幹事の awazo さん、会場手配&アナウンス担当の takumi さん、いつもありがとうです。

イベントページはこちら
IPA が出している GPLv3 の解説書を肴にワイワイ議論をしましょうという話です。


今日ははじめましてな方がいらっしゃったので自己紹介をしたんですが、なんで4人しかいないのに1時間以上経過してますか?(^^;) まあ、誰かさん (俺だ) が本の紹介とかしてるのがいけない。多分。

えっと、まずは今更ではありますが、

オープンソースソフトウェアの育て方

オープンソースソフトウェアの育て方

の紹介。この輪読会の参加者なら必ず面白いと思うので、ぜひ読んでほしいです。
Web 版もありますが、もし Web 版が面白いとおもったら、書籍版の購入もお願いしたいです。
というのは、一度 Web でフリーで入手できるようになった書籍を商業出版物として出すというオライリー・ジャパンさんの英断を讃えたいのと共に、そういう文化が根付いてほしいなあという私の希望だったりします。あとほら、人に進めるときも、Web ページ読めって言うより本押し付ける方が効くじゃん?

あとついったーで話題にしたので、

情熱プログラマー ソフトウェア開発者の幸せな生き方

情熱プログラマー ソフトウェア開発者の幸せな生き方

の紹介もしました。ちょっと私にはマッチョに過ぎるけどいいこと一杯書いてあるよって。
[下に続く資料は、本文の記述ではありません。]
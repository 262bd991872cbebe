//! Error types for catalog loading and lookup

use folio_domain::DomainError;
use thiserror::Error;

/// Errors from loading a catalog into a directory.
#[derive(Debug, Error)]
pub enum CatalogError {
    /// The catalog document is not valid JSON.
    #[error("malformed catalog JSON: {0}")]
    Json(#[from] serde_json::Error),

    /// A book record violated a construction invariant.
    #[error("invalid book record: {0}")]
    InvalidBook(#[from] DomainError),

    /// A printing record named a type the domain does not know.
    #[error("unknown printing type: {0}")]
    UnknownPrintingType(String),

    /// A printing record carried an unparseable print date.
    #[error("unparseable print date: {0}")]
    BadPrintDate(#[from] chrono::ParseError),
}

/// Errors from the lookup itself.
///
/// Ordinary "not found" outcomes are not errors; they come back from the
/// lookup as `Ok(None)`.
#[derive(Debug, Error, Clone, PartialEq, Eq)]
pub enum LookupError {
    /// The request carried no author name to search for.
    #[error("author name must not be empty")]
    EmptyAuthorName,
}

/// Result type for lookup operations.
pub type LookupResult<T> = Result<T, LookupError>;
//! Author directory lookup

use std::collections::HashMap;

use folio_domain::Author;

/// Exact-name lookup over the authoritative author records.
///
/// The production directory does extremely convoluted work to resolve a
/// name to the one author behind it, whether it is their real name or a
/// pseudonym; that resolution stays behind this trait. An unknown name is
/// an ordinary miss, never an error.
pub trait AuthorDirectory {
    /// Find the author using this name, if any.
    fn find_by_name(&self, name: &str) -> Option<&Author>;
}

/// Directory backed by an in-memory name → author map.
#[derive(Clone, Debug, Default)]
pub struct InMemoryAuthorDirectory {
    authors: HashMap<String, Author>,
}

impl InMemoryAuthorDirectory {
    /// Create a directory over a prebuilt name → author map.
    pub fn new(authors: HashMap<String, Author>) -> Self {
        Self { authors }
    }

    /// Create a directory keying each author by its `name` field.
    pub fn from_authors(authors: impl IntoIterator<Item = Author>) -> Self {
        let authors = authors
            .into_iter()
            .map(|author| (author.name.clone(), author))
            .collect();
        Self { authors }
    }

    pub fn len(&self) -> usize {
        self.authors.len()
    }

    pub fn is_empty(&self) -> bool {
        self.authors.is_empty()
    }
}

impl AuthorDirectory for InMemoryAuthorDirectory {
    fn find_by_name(&self, name: &str) -> Option<&Author> {
        self.authors.get(name)
    }
}

#[cfg(test)]
mod tests {
    use super::*;

    #[test]
    fn finds_known_author() {
        let directory = InMemoryAuthorDirectory::from_authors(vec![Author::new("Ursula")]);
        assert!(directory.find_by_name("Ursula").is_some());
    }

    #[test]
    fn unknown_name_is_a_miss_not_an_error() {
        let directory = InMemoryAuthorDirectory::default();
        assert!(directory.find_by_name("Ursula").is_none());
    }

    #[test]
    fn lookup_is_exact_match() {
        let directory = InMemoryAuthorDirectory::from_authors(vec![Author::new("Ursula")]);
        assert!(directory.find_by_name("ursula").is_none());
        assert!(directory.find_by_name("Ursula ").is_none());
    }

    #[test]
    fn from_authors_keys_by_name() {
        let directory = InMemoryAuthorDirectory::from_authors(vec![
            Author::new("A"),
            Author::new("B"),
        ]);
        assert_eq!(directory.len(), 2);
        assert_eq!(directory.find_by_name("B").unwrap().name, "B");
    }
}
//! Test fixture loading utilities

use std::path::PathBuf;

/// Get the path to a fixture file
pub fn fixture_path(name: &str) -> PathBuf {
    PathBuf::from(env!("CARGO_MANIFEST_DIR"))
        .join("test_fixtures")
        .join(name)
}

/// Load a fixture file as a string
pub fn load_fixture(name: &str) -> String {
    std::fs::read_to_string(fixture_path(name))
        .unwrap_or_else(|_| panic!("Failed to load fixture: {}", name))
}

/// Load a catalog fixture
pub fn load_catalog_fixture(name: &str) -> String {
    load_fixture(&format!("catalog/{}", name))
}

#[cfg(test)]
mod tests {
    use super::*;

    #[test]
    fn test_fixture_path() {
        let path = fixture_path("catalog/authors.json");
        assert!(path.to_string_lossy().contains("test_fixtures"));
    }
}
それ以外にはプログラミング言語の話とか携帯 Java がツラい話とか Hewitt の Actor の話とか……なんでそんな話になったんだっけ? まあいいや。

前回の振り返り

前回、

オブジェクトを持ってない人にも要求されたらソースコードを開示しなきゃ駄目?

という疑問が出まして、しばらく停滞した後、先読めば分かるかなーと思いながらそこで終わったわけですが。
awazo さんが調べてきてくれました。すばらしい。ぱちぱち。

第6条(逐条解説書8*1、p66ー68。)に解説があって、「オブジェクトを所有しないものにはソースコードの配布義務はない」ことがv3から明記されるようになったそうです。逆に言えばv2では明記されてなかった。
これは縛りを緩くしたというより、「使ってない奴にまでソース渡すなんてヤダ」というニーズにきちんと答えることで、GPLをより多くの人に使ってもらおうという施策なのではないかな、と個人的には感じます。今回のGPL改訂はそういう意志を非常に感じるので。

第3条(技術的保護手段の回避を禁ずる法律に対するユーザの法的権利の保護)

係り受け関係がわけわかなタイトルですが、

  • 「技術的保護手段」は DRMCCCD のような、著作権に定められた権利(使用権、複製権など)をコントロールするための技術のこと。
  • 「技術的保護手段の回避」というのは DRMCCCD をクラックすること。
  • 「技術的保護手段の回避を禁ずる法律」というのはそういうクラックをしちゃダメという法律。
  • 「……に対するユーザの法的権利の保護」とは、そういう法律によってユーザがそもそも GPLv3 で与えられているはずの権利を阻害されないために保護するよ、ということ。

ですね。たぶん(弱気)。

もともと FSF としては DRMCCCD といった技術は自由な著作活動の妨げになるので、それを GPLv3 で開発することを禁止したかったようです。
しかしながら草案でそれを直接に禁止する条項を盛り込んだところ、「DRMCCCD のような技術」は、解釈によっては暗号化技術など、非常に重要な技術を含むことになりかねない。これでは多くの分野のソフトウェアが適用が難しくなる、と猛反発を受けたようで(産業界だけでなく、Linux カーネルコミュニティも反対に回ったようです)、揉めに揉めたあげく現在の表現に落ち着いた、とのことらしいです。

WIPC? WIPC著作権条約第11条?

まずはちょっくら面食らうのが、

いかなる対象著作物も、WIPO 著作権条約(1996年12月20日採択)第11条の定める義務を充足する準拠法、及びそれに類する技術的保護手段の回避を禁ずる法における「技術的保護手段」とは見なされないものとする。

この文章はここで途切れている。